▸ EXERCISE: Which lines below contain the word "None"? Copy each one.

Stored entries
+-------+
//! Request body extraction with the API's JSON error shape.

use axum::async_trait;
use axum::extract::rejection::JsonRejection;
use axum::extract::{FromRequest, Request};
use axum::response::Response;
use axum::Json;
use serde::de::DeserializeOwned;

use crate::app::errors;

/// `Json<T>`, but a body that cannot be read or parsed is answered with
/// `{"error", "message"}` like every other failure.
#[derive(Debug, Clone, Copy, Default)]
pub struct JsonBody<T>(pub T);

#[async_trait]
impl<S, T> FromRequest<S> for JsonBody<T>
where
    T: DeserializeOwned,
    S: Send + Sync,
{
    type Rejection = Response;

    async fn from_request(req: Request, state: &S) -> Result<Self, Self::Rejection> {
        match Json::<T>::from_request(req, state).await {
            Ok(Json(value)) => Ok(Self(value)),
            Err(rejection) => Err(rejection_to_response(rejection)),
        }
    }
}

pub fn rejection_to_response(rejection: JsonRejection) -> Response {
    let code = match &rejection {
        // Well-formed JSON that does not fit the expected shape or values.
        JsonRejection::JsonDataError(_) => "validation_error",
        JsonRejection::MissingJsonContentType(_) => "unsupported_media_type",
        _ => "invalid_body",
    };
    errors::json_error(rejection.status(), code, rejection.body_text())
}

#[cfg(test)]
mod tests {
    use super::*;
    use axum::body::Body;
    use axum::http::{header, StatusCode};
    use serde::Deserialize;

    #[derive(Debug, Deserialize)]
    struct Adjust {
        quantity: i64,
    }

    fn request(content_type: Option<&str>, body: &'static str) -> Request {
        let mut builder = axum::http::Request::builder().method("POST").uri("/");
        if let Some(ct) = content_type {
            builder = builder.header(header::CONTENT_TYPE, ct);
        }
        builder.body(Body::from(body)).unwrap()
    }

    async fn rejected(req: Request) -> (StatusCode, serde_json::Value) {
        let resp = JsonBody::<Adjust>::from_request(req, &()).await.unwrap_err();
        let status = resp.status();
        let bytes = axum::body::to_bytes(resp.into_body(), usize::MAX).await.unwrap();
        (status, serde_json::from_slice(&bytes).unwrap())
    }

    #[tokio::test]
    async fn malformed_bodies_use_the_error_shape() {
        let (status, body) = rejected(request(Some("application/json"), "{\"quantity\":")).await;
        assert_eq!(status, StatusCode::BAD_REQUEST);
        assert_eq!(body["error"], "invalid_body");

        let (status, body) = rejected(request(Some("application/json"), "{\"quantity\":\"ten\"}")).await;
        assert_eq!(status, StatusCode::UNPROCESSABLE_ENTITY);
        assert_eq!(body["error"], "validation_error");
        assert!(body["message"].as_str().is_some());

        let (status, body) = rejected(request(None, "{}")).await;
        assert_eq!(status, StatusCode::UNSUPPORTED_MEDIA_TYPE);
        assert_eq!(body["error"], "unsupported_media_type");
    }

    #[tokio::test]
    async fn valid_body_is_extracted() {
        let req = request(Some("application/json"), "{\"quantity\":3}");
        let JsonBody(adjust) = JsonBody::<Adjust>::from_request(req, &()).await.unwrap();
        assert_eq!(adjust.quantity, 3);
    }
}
+-------+
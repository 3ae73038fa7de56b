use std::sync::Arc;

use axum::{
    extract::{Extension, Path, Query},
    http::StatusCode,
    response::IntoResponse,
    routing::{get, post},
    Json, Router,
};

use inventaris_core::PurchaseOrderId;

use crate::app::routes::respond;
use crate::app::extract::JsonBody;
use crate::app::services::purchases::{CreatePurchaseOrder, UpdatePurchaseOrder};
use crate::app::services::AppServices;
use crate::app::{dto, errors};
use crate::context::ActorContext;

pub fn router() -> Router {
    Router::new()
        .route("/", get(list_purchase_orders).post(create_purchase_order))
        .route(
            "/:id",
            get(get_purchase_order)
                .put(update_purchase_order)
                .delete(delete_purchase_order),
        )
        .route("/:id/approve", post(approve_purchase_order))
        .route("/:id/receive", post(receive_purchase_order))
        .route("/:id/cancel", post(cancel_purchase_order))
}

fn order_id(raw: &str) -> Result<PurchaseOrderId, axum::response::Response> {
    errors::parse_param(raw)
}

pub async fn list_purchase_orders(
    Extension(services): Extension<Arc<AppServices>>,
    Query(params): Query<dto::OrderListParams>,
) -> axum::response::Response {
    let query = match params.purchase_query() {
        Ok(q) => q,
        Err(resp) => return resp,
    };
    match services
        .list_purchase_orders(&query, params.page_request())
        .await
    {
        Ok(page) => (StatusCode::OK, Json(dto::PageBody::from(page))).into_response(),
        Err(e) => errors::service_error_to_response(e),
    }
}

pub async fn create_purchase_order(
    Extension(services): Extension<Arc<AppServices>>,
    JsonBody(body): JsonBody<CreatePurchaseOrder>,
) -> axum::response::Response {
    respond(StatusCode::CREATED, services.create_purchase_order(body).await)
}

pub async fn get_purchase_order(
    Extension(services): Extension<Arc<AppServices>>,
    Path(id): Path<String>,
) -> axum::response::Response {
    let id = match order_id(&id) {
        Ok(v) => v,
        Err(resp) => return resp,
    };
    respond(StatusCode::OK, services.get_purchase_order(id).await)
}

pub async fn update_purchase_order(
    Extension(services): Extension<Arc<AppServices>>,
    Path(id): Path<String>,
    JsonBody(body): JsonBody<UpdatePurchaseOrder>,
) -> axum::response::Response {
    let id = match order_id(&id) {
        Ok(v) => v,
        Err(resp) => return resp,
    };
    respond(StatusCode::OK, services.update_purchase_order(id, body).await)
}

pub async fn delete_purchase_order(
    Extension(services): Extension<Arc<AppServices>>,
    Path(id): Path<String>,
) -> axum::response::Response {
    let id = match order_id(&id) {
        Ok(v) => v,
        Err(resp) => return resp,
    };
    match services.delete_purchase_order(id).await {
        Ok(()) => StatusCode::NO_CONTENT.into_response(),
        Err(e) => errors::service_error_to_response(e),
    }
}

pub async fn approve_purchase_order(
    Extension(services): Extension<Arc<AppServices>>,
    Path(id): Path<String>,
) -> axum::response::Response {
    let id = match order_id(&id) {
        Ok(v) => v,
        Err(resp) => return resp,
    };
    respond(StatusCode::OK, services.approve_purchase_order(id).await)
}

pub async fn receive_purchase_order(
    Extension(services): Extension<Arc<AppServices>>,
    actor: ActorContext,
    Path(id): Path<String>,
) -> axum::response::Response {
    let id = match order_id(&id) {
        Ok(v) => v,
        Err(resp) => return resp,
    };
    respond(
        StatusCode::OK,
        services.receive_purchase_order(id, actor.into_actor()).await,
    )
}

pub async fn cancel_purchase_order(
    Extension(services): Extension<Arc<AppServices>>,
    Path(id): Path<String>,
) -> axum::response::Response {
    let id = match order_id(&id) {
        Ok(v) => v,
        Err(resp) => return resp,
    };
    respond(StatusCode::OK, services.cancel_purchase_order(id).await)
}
+-------+
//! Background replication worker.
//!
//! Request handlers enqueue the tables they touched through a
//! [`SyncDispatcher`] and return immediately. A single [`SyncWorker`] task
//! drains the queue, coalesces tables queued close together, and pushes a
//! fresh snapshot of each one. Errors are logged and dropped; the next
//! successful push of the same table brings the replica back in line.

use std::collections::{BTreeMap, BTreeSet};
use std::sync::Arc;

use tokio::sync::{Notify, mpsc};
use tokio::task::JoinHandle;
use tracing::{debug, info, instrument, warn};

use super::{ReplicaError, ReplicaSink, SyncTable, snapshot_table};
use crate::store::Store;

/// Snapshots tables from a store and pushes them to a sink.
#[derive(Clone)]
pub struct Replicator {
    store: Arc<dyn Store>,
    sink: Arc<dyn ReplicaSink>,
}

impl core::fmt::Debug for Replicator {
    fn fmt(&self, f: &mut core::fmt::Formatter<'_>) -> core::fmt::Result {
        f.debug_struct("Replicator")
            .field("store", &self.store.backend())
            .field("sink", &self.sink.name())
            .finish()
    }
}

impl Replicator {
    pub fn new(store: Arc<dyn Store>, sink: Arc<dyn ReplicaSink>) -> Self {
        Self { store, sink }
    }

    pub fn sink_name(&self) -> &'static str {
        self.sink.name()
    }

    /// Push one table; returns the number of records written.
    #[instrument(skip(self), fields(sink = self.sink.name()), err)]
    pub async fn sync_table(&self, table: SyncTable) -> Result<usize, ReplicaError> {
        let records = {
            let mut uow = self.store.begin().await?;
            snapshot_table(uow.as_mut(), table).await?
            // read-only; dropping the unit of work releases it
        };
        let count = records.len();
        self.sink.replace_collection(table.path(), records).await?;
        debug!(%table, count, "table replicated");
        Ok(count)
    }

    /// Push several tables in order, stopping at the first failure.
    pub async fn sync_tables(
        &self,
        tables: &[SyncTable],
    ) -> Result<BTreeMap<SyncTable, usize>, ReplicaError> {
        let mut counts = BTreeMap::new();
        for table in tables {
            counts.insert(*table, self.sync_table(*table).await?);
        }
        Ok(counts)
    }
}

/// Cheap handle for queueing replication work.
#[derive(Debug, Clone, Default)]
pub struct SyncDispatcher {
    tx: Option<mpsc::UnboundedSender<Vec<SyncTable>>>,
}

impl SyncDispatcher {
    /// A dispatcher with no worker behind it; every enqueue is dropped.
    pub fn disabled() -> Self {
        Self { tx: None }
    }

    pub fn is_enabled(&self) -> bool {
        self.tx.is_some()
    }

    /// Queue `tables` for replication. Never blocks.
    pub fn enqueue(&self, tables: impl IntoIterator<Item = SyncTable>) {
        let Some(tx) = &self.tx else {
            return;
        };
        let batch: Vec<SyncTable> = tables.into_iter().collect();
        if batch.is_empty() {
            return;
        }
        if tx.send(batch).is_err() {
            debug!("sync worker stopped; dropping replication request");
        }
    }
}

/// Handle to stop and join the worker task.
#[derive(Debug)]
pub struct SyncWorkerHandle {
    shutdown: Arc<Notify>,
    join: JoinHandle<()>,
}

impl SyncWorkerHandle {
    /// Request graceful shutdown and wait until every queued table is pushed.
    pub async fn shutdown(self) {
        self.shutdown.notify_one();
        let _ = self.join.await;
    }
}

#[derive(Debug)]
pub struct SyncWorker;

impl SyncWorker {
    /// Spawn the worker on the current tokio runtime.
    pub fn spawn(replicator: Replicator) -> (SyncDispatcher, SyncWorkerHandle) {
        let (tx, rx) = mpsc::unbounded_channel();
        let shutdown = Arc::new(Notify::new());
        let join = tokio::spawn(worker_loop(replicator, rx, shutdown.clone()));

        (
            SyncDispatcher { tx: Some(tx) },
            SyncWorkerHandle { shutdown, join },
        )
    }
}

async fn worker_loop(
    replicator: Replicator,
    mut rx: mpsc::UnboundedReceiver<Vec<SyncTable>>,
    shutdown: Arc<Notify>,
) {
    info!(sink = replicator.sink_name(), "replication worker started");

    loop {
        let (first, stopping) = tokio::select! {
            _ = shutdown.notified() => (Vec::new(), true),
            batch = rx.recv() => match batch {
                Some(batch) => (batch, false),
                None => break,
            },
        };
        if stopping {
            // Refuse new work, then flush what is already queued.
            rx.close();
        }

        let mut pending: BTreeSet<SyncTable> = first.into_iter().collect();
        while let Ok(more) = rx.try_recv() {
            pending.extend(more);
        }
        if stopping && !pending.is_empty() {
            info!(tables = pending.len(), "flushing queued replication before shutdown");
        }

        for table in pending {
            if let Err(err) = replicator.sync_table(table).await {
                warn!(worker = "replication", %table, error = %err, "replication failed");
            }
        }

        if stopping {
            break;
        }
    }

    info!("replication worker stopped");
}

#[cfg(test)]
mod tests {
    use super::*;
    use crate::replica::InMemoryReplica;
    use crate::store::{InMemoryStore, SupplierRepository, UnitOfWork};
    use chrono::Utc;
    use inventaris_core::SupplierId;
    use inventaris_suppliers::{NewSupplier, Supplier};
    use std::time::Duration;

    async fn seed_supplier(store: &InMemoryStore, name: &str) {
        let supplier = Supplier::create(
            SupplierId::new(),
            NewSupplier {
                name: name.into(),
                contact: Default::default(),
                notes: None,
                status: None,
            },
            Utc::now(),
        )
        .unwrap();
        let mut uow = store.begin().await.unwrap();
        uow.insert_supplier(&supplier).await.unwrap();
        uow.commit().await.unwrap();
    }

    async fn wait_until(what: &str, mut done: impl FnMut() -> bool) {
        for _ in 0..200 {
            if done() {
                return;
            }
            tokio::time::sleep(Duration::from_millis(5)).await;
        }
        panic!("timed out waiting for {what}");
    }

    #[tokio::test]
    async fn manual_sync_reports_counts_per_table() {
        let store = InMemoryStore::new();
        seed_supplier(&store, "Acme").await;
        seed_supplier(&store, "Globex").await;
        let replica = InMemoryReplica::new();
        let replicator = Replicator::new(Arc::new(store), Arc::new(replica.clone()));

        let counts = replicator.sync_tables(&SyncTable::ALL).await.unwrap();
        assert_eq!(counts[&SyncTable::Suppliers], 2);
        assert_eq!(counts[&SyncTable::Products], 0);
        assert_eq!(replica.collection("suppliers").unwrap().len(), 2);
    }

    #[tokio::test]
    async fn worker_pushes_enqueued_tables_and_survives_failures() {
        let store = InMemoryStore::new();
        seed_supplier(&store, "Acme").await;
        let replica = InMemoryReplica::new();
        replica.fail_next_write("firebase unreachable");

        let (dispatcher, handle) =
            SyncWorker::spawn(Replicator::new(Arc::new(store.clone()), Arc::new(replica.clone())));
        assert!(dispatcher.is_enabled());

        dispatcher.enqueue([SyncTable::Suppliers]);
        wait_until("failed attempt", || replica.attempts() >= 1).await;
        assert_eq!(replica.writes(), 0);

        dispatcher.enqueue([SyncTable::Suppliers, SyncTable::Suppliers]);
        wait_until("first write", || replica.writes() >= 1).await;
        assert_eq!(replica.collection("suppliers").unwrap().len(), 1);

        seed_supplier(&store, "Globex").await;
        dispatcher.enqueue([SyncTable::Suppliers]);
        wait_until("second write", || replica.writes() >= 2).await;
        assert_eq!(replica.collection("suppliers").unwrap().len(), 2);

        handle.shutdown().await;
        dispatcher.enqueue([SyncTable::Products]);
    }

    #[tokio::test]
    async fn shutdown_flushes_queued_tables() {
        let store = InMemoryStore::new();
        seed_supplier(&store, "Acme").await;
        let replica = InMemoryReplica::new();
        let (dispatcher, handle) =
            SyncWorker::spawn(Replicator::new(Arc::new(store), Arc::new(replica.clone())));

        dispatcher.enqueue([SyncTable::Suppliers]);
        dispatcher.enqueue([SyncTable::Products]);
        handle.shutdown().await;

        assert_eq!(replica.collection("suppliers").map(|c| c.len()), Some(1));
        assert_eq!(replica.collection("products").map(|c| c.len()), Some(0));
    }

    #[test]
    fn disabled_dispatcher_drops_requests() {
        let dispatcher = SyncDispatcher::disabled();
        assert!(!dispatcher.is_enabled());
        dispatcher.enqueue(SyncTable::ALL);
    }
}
+-------+
▸ EXERCISE RESULT:
        let (status, body) = rejected(request(None, "{}")).await;
        Self { tx: None }
                None => break,
                notes: None,
                status: None,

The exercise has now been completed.